眼鏡這才點頭,隨后跟著老虎他們,一大群人呼呼啦啦朝著醫院外走去。
安排完兄弟們的食宿,我就給姜雪打了電話;雪兒說何冰已經進了特護病房,在門診樓后面的住院部。
我沿著醫院西面的路,一直走到住院部,然后又坐電梯,上了六樓。
循著門牌號,我輕手輕腳推開了房門;那時何冰正在喝湯,雪兒彎腰在旁邊喂她。
我走到何冰身邊,她半躺在病床上;當時她的臉色好慘白,嘴唇也毫無血色;她流了很多汗,頭發都粘在了額頭上。

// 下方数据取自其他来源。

//! In-memory local store for testing.

use async_trait::async_trait;
use std::collections::BTreeMap;
use std::sync::RwLock;
use tokio::sync::watch;

use fieldbook_common::{Entity, EntityId, Error, Result};

use crate::store::LocalStore;

/// In-memory local store.
///
/// Useful for testing and previews. All data is stored in memory and lost
/// on drop.
pub struct MemoryStore<E: Entity> {
    records: RwLock<BTreeMap<EntityId, E>>,
    revision: watch::Sender<u64>,
}

impl<E: Entity> MemoryStore<E> {
    /// Create a new empty store.
    pub fn new() -> Self {
        let (revision, _) = watch::channel(0);
        Self {
            records: RwLock::new(BTreeMap::new()),
            revision,
        }
    }

    /// Number of stored records, including soft-deleted ones.
    pub fn len(&self) -> usize {
        self.records.read().map(|r| r.len()).unwrap_or(0)
    }

    /// Whether the store is empty.
    pub fn is_empty(&self) -> bool {
        self.len() == 0
    }

    fn bump(&self) {
        self.revision.send_modify(|rev| *rev += 1);
    }
}

impl<E: Entity> Default for MemoryStore<E> {
    fn default() -> Self {
        Self::new()
    }
}

fn poisoned() -> Error {
    Error::Storage("memory store lock poisoned".to_string())
}

#[async_trait]
impl<E: Entity> LocalStore<E> for MemoryStore<E> {
    fn name(&self) -> &str {
        "memory"
    }

    async fn get(&self, id: &EntityId) -> Result<Option<E>> {
        let records = self.records.read().map_err(|_| poisoned())?;
        Ok(records.get(id).cloned())
    }

    async fn get_all(&self, scope: Option<&EntityId>) -> Result<Vec<E>> {
        let records = self.records.read().map_err(|_| poisoned())?;
        Ok(records
            .values()
            .filter(|e| scope.is_none() || e.parent_id() == scope)
            .cloned()
            .collect())
    }

    async fn save(&self, entity: &E) -> Result<()> {
        {
            let mut records = self.records.write().map_err(|_| poisoned())?;
            records.insert(entity.id().clone(), entity.clone());
        }
        self.bump();
        Ok(())
    }

    async fn delete(&self, id: &EntityId) -> Result<()> {
        let removed = {
            let mut records = self.records.write().map_err(|_| poisoned())?;
            records.remove(id).is_some()
        };
        if removed {
            self.bump();
        }
        Ok(())
    }

    fn changes(&self) -> watch::Receiver<u64> {
        self.revision.subscribe()
    }
}

#[cfg(test)]
mod tests {
    use super::*;
    use crate::store::{observe_entity, observe_scope};
    use fieldbook_common::Timestamp;
    use fieldbook_records::{Client, Project};
    use futures::StreamExt;
    use std::sync::Arc;

    #[tokio::test]
    async fn test_save_get_delete() {
        let store = MemoryStore::<Client>::new();
        let client = Client::new("Acme");

        store.save(&client).await.unwrap();
        assert_eq!(store.get(client.id()).await.unwrap(), Some(client.clone()));

        store.delete(client.id()).await.unwrap();
        assert!(store.get(client.id()).await.unwrap().is_none());
        assert!(store.is_empty());
    }

    #[tokio::test]
    async fn test_delete_missing_is_ok() {
        let store = MemoryStore::<Client>::new();
        store.delete(&EntityId::from("ghost")).await.unwrap();
    }

    #[tokio::test]
    async fn test_get_all_by_scope() {
        let store = MemoryStore::<Project>::new();
        let a = EntityId::from("client-a");
        let b = EntityId::from("client-b");

        store.save(&Project::new(a.clone(), "One")).await.unwrap();
        store.save(&Project::new(a.clone(), "Two")).await.unwrap();
        store.save(&Project::new(b.clone(), "Three")).await.unwrap();

        assert_eq!(store.get_all(Some(&a)).await.unwrap().len(), 2);
        assert_eq!(store.get_all(Some(&b)).await.unwrap().len(), 1);
        assert_eq!(store.get_all(None).await.unwrap().len(), 3);
    }

    #[tokio::test]
    async fn test_observe_entity_emits_changes() {
        let store: Arc<dyn LocalStore<Client>> = Arc::new(MemoryStore::new());
        let mut client = Client::new("Acme");

        let mut stream = observe_entity(store.clone(), client.id().clone());
        assert_eq!(stream.next().await.unwrap().unwrap(), None);

        client.set_updated_at(Timestamp::from_millis(1));
        store.save(&client).await.unwrap();
        assert_eq!(stream.next().await.unwrap().unwrap(), Some(client.clone()));

        store.delete(client.id()).await.unwrap();
        assert_eq!(stream.next().await.unwrap().unwrap(), None);
    }

    #[tokio::test]
    async fn test_observe_hides_soft_deleted() {
        let store: Arc<dyn LocalStore<Client>> = Arc::new(MemoryStore::new());
        let mut client = Client::new("Acme");
        client.set_deleted_at(Timestamp::from_millis(3));
        store.save(&client).await.unwrap();

        let mut stream = observe_entity(store.clone(), client.id().clone());
        assert_eq!(stream.next().await.unwrap().unwrap(), None);

        let mut listing = observe_scope(store, None);
        assert!(listing.next().await.unwrap().unwrap().is_empty());
    }
}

估計她也是餓了,光顧著喝湯,我進來的時候她都沒發現;但只要能吃飯就好,吃得越多,就證明康復的越好;那一餐盒的湯,被何冰幾口就喝下去了。
喝完之后她才看到我,冰兒驚了一下,然后就笑了,大眼睛笑起來彎彎的,但臉上依然病態十足。